I was struck in those twenty minutes by how KP didn’t appear to know how to be (in Iain’s pithy phrase). There seemed to be at least three personalities competing to resolve the conflict in his mind. There was the man wary of a voracious press pack very keen to draw cricket’s biggest story straight from the horse’s mouth. Resisting that urge for reticence, was the showman, the man eager to please, eager to bask in the love (as he once claimed after a Lord’s ovation for a hundred), eager to impress himself on the room as he impresses himself on bowlers. And then (perhaps, I am no Mike Brearley) a third personality was there manifest in the rictus smile at the end of an answer, in the glowering between the grins, in the darting eyes. This was the man keen to do with his statements what he had done so often with his bat – assert the performative in speech as in deeds (as he had once willed himself from run of the mill South African off-spinner to superstar English batsman).
I wondered why the word “performative” had come back to me 27 years on, but this quote from John Searle explains why – “the successful performance of the speech act is sufficient to bring about the fit between words and world, to make the propositional content true.”
By claiming to love playing for England, but in refusing to honour his contract, by asserting that his workload was impossible to balance with his responsibilities as a father, but refusing to rule out playing in Twenty20 competitions as a freelance; by asserting the supremacy of Test cricket, while reveling in the glamour, the adulation and the money of the IPL, KP may have been hoping that the act of vocalising these contradictions would be enough to resolve them – by saying how he wanted to be, he could be.
Iain finishes his piece, writing -
All I wanted to do was be myself.

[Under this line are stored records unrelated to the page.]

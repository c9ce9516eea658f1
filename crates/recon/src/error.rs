use std::fmt;

#[derive(Debug)]
pub enum CheckError {
    /// TOML parse / deserialization error.
    ConfigParse(String),
    /// Config validation error (zero column index, colliding columns, etc.).
    ConfigValidation(String),
}

impl fmt::Display for CheckError {
    fn fmt(&self, f: &mut fmt::Formatter<'_>) -> fmt::Result {
        match self {
            Self::ConfigParse(msg) => write!(f, "config parse error: {msg}"),
            Self::ConfigValidation(msg) => write!(f, "config validation error: {msg}"),
        }
    }
}

impl std::error::Error for CheckError {}
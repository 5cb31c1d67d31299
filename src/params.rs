use serde::{Deserialize, Serialize};

use crate::{DensityProfile, SpiralError};

/// Gyromagnetic ratio of ¹H in Hz/G
pub const GAMMA_1H: f64 = 4257.7478518;

const GAUSS_PER_TESLA: f64 = 1e4;

pub const DEFAULT_READOUT_OS: f64 = 2.0;
pub const DEFAULT_GRADIENT_DELAY: f64 = 0.0;

/// Upper bound on `readout_os`, keeps the design grid proportional to the
/// output buffer.
pub const MAX_READOUT_OS: f64 = 64.0;

/// Imaging and hardware parameters of one spiral readout.
///
/// Lengths, times and gradients are SI: metres, seconds and T/m. The
/// gyromagnetic ratio `larmor_const` is given in Hz/G, as scanner software
/// usually quotes it. k-space positions are measured in cycles per metre, so
/// `dk/dt = gamma() * g`.
#[derive(Debug, Clone, Copy, PartialEq, Serialize, Deserialize)]
pub struct SpiralParams {
    /// Image matrix size along one dimension
    pub base_resolution: u32,
    /// Number of interleaves that jointly cover k-space
    pub spiral_arms: u32,
    pub field_of_view: f64,
    pub max_grad_ampl: f64,
    /// Time to ramp from zero to `max_grad_ampl`
    pub min_rise_time: f64,
    pub dwell_time: f64,
    /// Design grid is `dwell_time / readout_os`
    pub readout_os: f64,
    /// Positive values sample the waveform later, dropping leading samples
    pub gradient_delay: f64,
    pub larmor_const: f64,
    #[serde(default)]
    pub density: DensityProfile,
}

impl SpiralParams {
    /// Parameters with the default oversampling, no delay, the ¹H gyromagnetic
    /// ratio and uniform density.
    pub fn new(
        base_resolution: u32,
        spiral_arms: u32,
        field_of_view: f64,
        max_grad_ampl: f64,
        min_rise_time: f64,
        dwell_time: f64,
    ) -> Self {
        Self {
            base_resolution,
            spiral_arms,
            field_of_view,
            max_grad_ampl,
            min_rise_time,
            dwell_time,
            readout_os: DEFAULT_READOUT_OS,
            gradient_delay: DEFAULT_GRADIENT_DELAY,
            larmor_const: GAMMA_1H,
            density: DensityProfile::Uniform,
        }
    }

    pub fn with_readout_os(self, readout_os: f64) -> Self {
        Self { readout_os, ..self }
    }

    pub fn with_gradient_delay(self, gradient_delay: f64) -> Self {
        Self {
            gradient_delay,
            ..self
        }
    }

    pub fn with_larmor_const(self, larmor_const: f64) -> Self {
        Self {
            larmor_const,
            ..self
        }
    }

    pub fn with_density(self, density: DensityProfile) -> Self {
        Self { density, ..self }
    }

    /// Check every field. [`synthesize`](crate::synthesize) calls this before
    /// doing any work.
    pub fn validate(&self) -> Result<(), SpiralError> {
        fn invalid(name: &'static str, reason: &'static str) -> SpiralError {
            SpiralError::InvalidParameter { name, reason }
        }
        fn positive(name: &'static str, value: f64) -> Result<(), SpiralError> {
            if !value.is_finite() {
                Err(invalid(name, "must be finite"))
            } else if value <= 0.0 {
                Err(invalid(name, "must be positive"))
            } else {
                Ok(())
            }
        }

        if self.base_resolution == 0 {
            return Err(invalid("base_resolution", "must be positive"));
        }
        if self.spiral_arms == 0 {
            return Err(invalid("spiral_arms", "must be positive"));
        }
        positive("field_of_view", self.field_of_view)?;
        positive("max_grad_ampl", self.max_grad_ampl)?;
        positive("min_rise_time", self.min_rise_time)?;
        positive("dwell_time", self.dwell_time)?;
        positive("readout_os", self.readout_os)?;
        positive("larmor_const", self.larmor_const)?;
        if self.readout_os < 1.0 {
            return Err(invalid("readout_os", "must be at least 1"));
        }
        if self.readout_os > MAX_READOUT_OS {
            return Err(invalid("readout_os", "must not exceed 64"));
        }
        if !self.gradient_delay.is_finite() {
            return Err(invalid("gradient_delay", "must be finite"));
        }
        self.density.validate()
    }

    /// `larmor_const` in Hz/T
    pub fn gamma(&self) -> f64 {
        self.larmor_const * GAUSS_PER_TESLA
    }

    /// Slew-rate ceiling in T/m/s
    pub fn max_slew_rate(&self) -> f64 {
        self.max_grad_ampl / self.min_rise_time
    }

    /// k-space radius in cycles/m needed for `base_resolution` pixels
    pub fn target_radius(&self) -> f64 {
        self.base_resolution as f64 / (2.0 * self.field_of_view)
    }

    /// Step of the internal design grid in seconds
    pub fn design_step(&self) -> f64 {
        self.dwell_time / self.readout_os
    }
}
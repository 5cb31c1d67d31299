//! Conversions between statically typed Rust values and [`Value`].

use std::any::type_name;

use crate::ConversionError;

use super::Value;

macro_rules! impl_conversion {
    ($typ:ty, $variant:ident) => {
        // ============================
        // Rust -> Value
        // ============================
        impl From<$typ> for Value {
            fn from(value: $typ) -> Self {
                Self::$variant(value)
            }
        }

        // ============================
        // Value -> Rust
        // ============================
        impl TryFrom<Value> for $typ {
            type Error = ConversionError;

            fn try_from(value: Value) -> Result<Self, Self::Error> {
                match value {
                    Value::$variant(value) => Ok(value),
                    _ => Err(ConversionError {
                        from: value.type_name(),
                        into: type_name::<$typ>(),
                    }),
                }
            }
        }
    };
}

impl_conversion!(i64, Int);
impl_conversion!(f64, Float);
impl_conversion!(String, Str);
impl_conversion!(Vec<[f64; 2]>, Vec2List);

impl From<&str> for Value {
    fn from(value: &str) -> Self {
        Self::Str(value.to_string())
    }
}
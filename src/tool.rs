//! Named-attribute entry point, for hosts that pass parameters as a
//! dictionary instead of a typed struct.
//!
//! Input attributes:
//!
//! | key | type | default |
//! |---|---|---|
//! | `base_resolution`, `spiral_arms` | int | required |
//! | `field_of_view`, `max_grad_ampl`, `min_rise_time`, `dwell_time` | float | required |
//! | `readout_os` | float | `2.0` |
//! | `gradient_delay` | float | `0.0` |
//! | `larmor_const` | float | ¹H, `4257.7478518` (Hz/G) |
//! | `vd_inner_cutoff`, `vd_outer_cutoff`, `vd_outer_density` | float | `1.0` |
//! | `vd_type` | str | `"linear"` |
//!
//! Output attributes: `waveform` (list of `[gx, gy]`) and `waveform_length`.

use tracing::{debug, warn};

use crate::{
    DensityProfile, ExtractionError, SpiralParams, ToolError, Transition, ValueDict, params,
};

/// Compute a spiral waveform from named attributes.
///
/// # Examples
/// ```
/// use spiral_waveform::{Value, ValueDict, tool::spiral_waveform_tool};
///
/// let input: ValueDict = [
///     ("base_resolution", Value::Int(64)),
///     ("spiral_arms", Value::Int(16)),
///     ("field_of_view", Value::Float(0.24)),
///     ("max_grad_ampl", Value::Float(24e-3)),
///     ("min_rise_time", Value::Float(6e-4)),
///     ("dwell_time", Value::Float(4e-6)),
/// ]
/// .into_iter()
/// .collect();
///
/// let mut output = spiral_waveform_tool(input).unwrap();
/// let length: i64 = output.pop("waveform_length").unwrap();
/// assert!(length > 0);
/// ```
pub fn spiral_waveform_tool(mut input: ValueDict) -> Result<ValueDict, ToolError> {
    let params = params_from_attributes(&mut input)?;
    if !input.is_empty() {
        let unused: Vec<&str> = input.keys().collect();
        warn!(?unused, "ignoring unknown attributes");
    }

    let waveform = crate::spiral_waveform(&params)?;
    debug!(samples = waveform.len(), "spiral waveform tool finished");

    let mut output = ValueDict::default();
    output.insert("waveform_length", waveform.len() as i64);
    output.insert("waveform", waveform.into_samples());
    Ok(output)
}

/// Pop every spiral attribute out of `input`, leaving unknown keys behind.
pub fn params_from_attributes(input: &mut ValueDict) -> Result<SpiralParams, ToolError> {
    let base_resolution = pop_count(input, "base_resolution")?;
    let spiral_arms = pop_count(input, "spiral_arms")?;
    let field_of_view: f64 = input.pop("field_of_view")?;
    let max_grad_ampl: f64 = input.pop("max_grad_ampl")?;
    let min_rise_time: f64 = input.pop("min_rise_time")?;
    let dwell_time: f64 = input.pop("dwell_time")?;
    let readout_os = input.pop_or("readout_os", params::DEFAULT_READOUT_OS)?;
    let gradient_delay = input.pop_or("gradient_delay", params::DEFAULT_GRADIENT_DELAY)?;
    let larmor_const = input.pop_or("larmor_const", params::GAMMA_1H)?;

    let inner_cutoff = input.pop_or("vd_inner_cutoff", 1.0)?;
    let outer_cutoff = input.pop_or("vd_outer_cutoff", 1.0)?;
    let outer_density = input.pop_or("vd_outer_density", 1.0)?;
    let transition: Transition = input
        .pop_or("vd_type", Transition::default().to_string())?
        .parse()?;

    Ok(SpiralParams {
        base_resolution,
        spiral_arms,
        field_of_view,
        max_grad_ampl,
        min_rise_time,
        dwell_time,
        readout_os,
        gradient_delay,
        larmor_const,
        density: DensityProfile::from_cutoffs(
            inner_cutoff,
            outer_cutoff,
            outer_density,
            transition,
        ),
    })
}

fn pop_count(input: &mut ValueDict, key: &str) -> Result<u32, ExtractionError> {
    let value: i64 = input.pop(key)?;
    u32::try_from(value).map_err(|_| ExtractionError::OutOfRange {
        key: key.to_string(),
        value,
    })
}

#[cfg(test)]
mod tests {
    use super::*;
    use crate::{SpiralError, Value, codec};

    fn input() -> ValueDict {
        [
            ("base_resolution", Value::Int(64)),
            ("spiral_arms", Value::Int(16)),
            ("field_of_view", Value::Float(0.24)),
            ("max_grad_ampl", Value::Float(24e-3)),
            ("min_rise_time", Value::Float(6e-4)),
            ("dwell_time", Value::Float(4e-6)),
        ]
        .into_iter()
        .collect()
    }

    #[test]
    fn optional_attributes_take_defaults() {
        let params = params_from_attributes(&mut input()).unwrap();
        assert_eq!(params.readout_os, params::DEFAULT_READOUT_OS);
        assert_eq!(params.gradient_delay, 0.0);
        assert_eq!(params.larmor_const, params::GAMMA_1H);
        assert_eq!(params.density, DensityProfile::Uniform);
    }

    #[test]
    fn variable_density_attributes() {
        let mut input = input();
        input.insert("vd_inner_cutoff", 0.5);
        input.insert("vd_outer_cutoff", 0.8);
        input.insert("vd_outer_density", 0.5);
        input.insert("vd_type", "hanning");
        let params = params_from_attributes(&mut input).unwrap();
        assert_eq!(
            params.density,
            DensityProfile::Variable {
                inner_cutoff: 0.5,
                outer_cutoff: 0.8,
                outer_density: 0.5,
                transition: Transition::Hanning,
            }
        );
        assert!(input.is_empty());
    }

    #[test]
    fn cutoff_beyond_kmax_is_rejected() {
        let mut input = input();
        input.insert("vd_inner_cutoff", 1.5);
        input.insert("vd_outer_cutoff", 1.5);
        input.insert("vd_outer_density", 0.5);
        assert!(matches!(
            spiral_waveform_tool(input),
            Err(ToolError::Spiral(SpiralError::InvalidDensity(_)))
        ));
    }

    #[test]
    fn missing_attribute_is_reported_by_name() {
        let mut input = input();
        input.0.remove("dwell_time");
        assert_eq!(
            spiral_waveform_tool(input),
            Err(ToolError::Extraction(ExtractionError::KeyNotFound(
                "dwell_time".into()
            )))
        );
    }

    #[test]
    fn negative_count_is_out_of_range() {
        let mut input = input();
        input.insert("spiral_arms", -4i64);
        assert!(matches!(
            spiral_waveform_tool(input),
            Err(ToolError::Extraction(ExtractionError::OutOfRange { value: -4, .. }))
        ));
    }

    #[test]
    fn zero_arms_fail_validation() {
        let mut input = input();
        input.insert("spiral_arms", 0i64);
        assert!(matches!(
            spiral_waveform_tool(input),
            Err(ToolError::Spiral(SpiralError::InvalidParameter {
                name: "spiral_arms",
                ..
            }))
        ));
    }

    #[test]
    fn output_survives_encoding() {
        let mut input = input();
        input.insert("unknown", "ignored");
        let output = spiral_waveform_tool(input).unwrap();

        let mut decoded = codec::decode(&codec::encode(&output).unwrap()).unwrap();
        let length: i64 = decoded.pop("waveform_length").unwrap();
        let waveform: Vec<[f64; 2]> = decoded.pop("waveform").unwrap();
        assert_eq!(length as usize, waveform.len());
        assert!(length > 0);
    }
}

I wanted to be comfortable in my own skin. But in these situations, outside of my hotel room, I didn’t know who I was. Everything I did was a bluff. All the confidence I showed was faked. Fake it until you make it. The problem with this, though, is that you’re never comfortable. You spend so much time and energy pretending that it wears you down.
Perhaps KP’s issues are related to Iain’s but slightly different. Perhaps he isn’t faking it – perhaps we see the reality, unclouded by media training, by doubt, by hesitation. We see the South African Englishman, the individual in the team, the man hungry for Test cricket and hungry for the IPL and its imitators. Perhaps this is how to be – if you’re KP.